**What is needed**
Every line of the entries below that mentions "write" is to be copied out.
START Listed records
// © 2022-2024 Jacob Riddle (ElementalAlchemist)
//
// This Source Code Form is subject to the terms of the Mozilla Public
// License, v. 2.0. If a copy of the MPL was not distributed with this
// file, You can obtain one at https://mozilla.org/MPL/2.0/.

pub mod register;
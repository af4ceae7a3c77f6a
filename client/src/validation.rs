// © 2022-2024 Jacob Riddle (ElementalAlchemist)
//
// This Source Code Form is subject to the terms of the Mozilla Public
// License, v. 2.0. If a copy of the MPL was not distributed with this
// file, You can obtain one at https://mozilla.org/MPL/2.0/.

use napps_register_shared::notice::Notice;
use napps_register_shared::validation::{check_passwords, CONFIRM_PASSWORD_FIELD, PASSWORD_FIELD};
use sycamore::prelude::*;
use wasm_bindgen::JsCast;
use web_sys::{HtmlFormElement, HtmlInputElement};

/// Checks that the password and confirmation fields currently in the form hold the same value, and updates the notice
/// to match the outcome. Returns whether the passwords match.
pub fn validate_password(form: &HtmlFormElement, notice: &Signal<Notice>) -> bool {
	let password = input_value(form, PASSWORD_FIELD);
	let confirm_password = input_value(form, CONFIRM_PASSWORD_FIELD);

	let check = check_passwords(&password, &confirm_password);
	log::debug!("Password confirmation check: {:?}", check);
	notice.set(check.notice());
	check.is_match()
}

/// Reads the value of a named input, treating a missing input as empty
fn input_value(form: &HtmlFormElement, name: &str) -> String {
	form.query_selector(&format!("input[name={}]", name))
		.ok()
		.flatten()
		.and_then(|element| element.dyn_into::<HtmlInputElement>().ok())
		.map(|input| input.value())
		.unwrap_or_default()
}
// © 2022-2024 Jacob Riddle (ElementalAlchemist)
//
// This Source Code Form is subject to the terms of the Mozilla Public
// License, v. 2.0. If a copy of the MPL was not distributed with this
// file, You can obtain one at https://mozilla.org/MPL/2.0/.

use serde::Serialize;
use std::collections::BTreeMap;

/// Input types that never contribute a value when a form is serialized
const EXCLUDED_INPUT_TYPES: [&str; 5] = ["submit", "reset", "button", "image", "file"];

/// A snapshot of a single form control as read from the page
#[derive(Clone, Debug, Default, Eq, PartialEq)]
pub struct FormControl {
	pub name: String,
	pub value: Option<String>,
	pub input_type: String,
	pub checked: bool,
	pub disabled: bool,
}

impl FormControl {
	/// Whether this control contributes a name/value pair when the form is serialized.
	pub fn is_successful(&self) -> bool {
		if self.name.is_empty() || self.disabled {
			return false;
		}

		let input_type = self.input_type.to_ascii_lowercase();
		if EXCLUDED_INPUT_TYPES.contains(&input_type.as_str()) {
			return false;
		}
		if input_type == "checkbox" || input_type == "radio" {
			return self.checked;
		}
		true
	}
}

/// The flat name-to-value mapping sent as the body of a registration request
#[derive(Clone, Debug, Default, Eq, PartialEq, Serialize)]
#[serde(transparent)]
pub struct FormData(BTreeMap<String, String>);

impl FormData {
	pub fn new() -> Self {
		Self::default()
	}

	/// Collects the successful controls of a form. Missing values become empty strings, and a later control with the
	/// same name replaces an earlier one.
	pub fn from_controls(controls: impl IntoIterator<Item = FormControl>) -> Self {
		let mut form_data = Self::new();
		for control in controls {
			if !control.is_successful() {
				continue;
			}
			form_data.insert(control.name, control.value.unwrap_or_default());
		}
		form_data
	}

	pub fn insert(&mut self, name: impl Into<String>, value: impl Into<String>) {
		self.0.insert(name.into(), value.into());
	}

	pub fn get(&self, name: &str) -> Option<&str> {
		self.0.get(name).map(|value| value.as_str())
	}

	pub fn len(&self) -> usize {
		self.0.len()
	}

	pub fn is_empty(&self) -> bool {
		self.0.is_empty()
	}
}
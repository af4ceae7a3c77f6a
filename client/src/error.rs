// © 2022-2024 Jacob Riddle (ElementalAlchemist)
//
// This Source Code Form is subject to the terms of the Mozilla Public
// License, v. 2.0. If a copy of the MPL was not distributed with this
// file, You can obtain one at https://mozilla.org/MPL/2.0/.

use std::fmt;
use wasm_bindgen::JsValue;

/// Errors that keep a registration request from producing a server response
#[derive(Debug)]
pub enum SubmitError {
	Endpoint(String),
	Serialize(serde_json::Error),
	Request(gloo_net::Error),
}

impl SubmitError {
	pub fn endpoint(context: &str, error: JsValue) -> Self {
		Self::Endpoint(format!("{}: {:?}", context, error))
	}
}

impl From<serde_json::Error> for SubmitError {
	fn from(error: serde_json::Error) -> Self {
		Self::Serialize(error)
	}
}

impl From<gloo_net::Error> for SubmitError {
	fn from(error: gloo_net::Error) -> Self {
		Self::Request(error)
	}
}

impl fmt::Display for SubmitError {
	fn fmt(&self, f: &mut fmt::Formatter<'_>) -> fmt::Result {
		match self {
			Self::Endpoint(error) => write!(f, "Failed to determine the registration address: {}", error),
			Self::Serialize(error) => write!(f, "Failed to serialize the registration form: {}", error),
			Self::Request(error) => write!(f, "Failed to send the registration request: {}", error),
		}
	}
}

impl std::error::Error for SubmitError {}
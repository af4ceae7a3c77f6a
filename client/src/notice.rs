// © 2022-2024 Jacob Riddle (ElementalAlchemist)
//
// This Source Code Form is subject to the terms of the Mozilla Public
// License, v. 2.0. If a copy of the MPL was not distributed with this
// file, You can obtain one at https://mozilla.org/MPL/2.0/.

use napps_register_shared::notice::Notice;
use sycamore::prelude::*;

#[derive(Prop)]
pub struct NoticeBannerProps<'a> {
	notice: &'a ReadSignal<Notice>,
}

#[component]
pub fn NoticeBanner<'a, G: Html>(ctx: Scope<'a>, props: NoticeBannerProps<'a>) -> View<G> {
	let class_signal = create_memo(ctx, || props.notice.get().category.css_class());
	let heading_signal = create_memo(ctx, || props.notice.get().heading.clone());
	let message_signal = create_memo(ctx, || props.notice.get().message.clone());

	view! {
		ctx,
		div(id="notice", class=*class_signal.get()) {
			strong { (*heading_signal.get()) }
			" "
			span(class="message") { (*message_signal.get()) }
		}
	}
}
END Listed records
**Task answer**
			Self::Endpoint(error) => write!(f, "Failed to determine the registration address: {}", error),
			Self::Serialize(error) => write!(f, "Failed to serialize the registration form: {}", error),
			Self::Request(error) => write!(f, "Failed to send the registration request: {}", error),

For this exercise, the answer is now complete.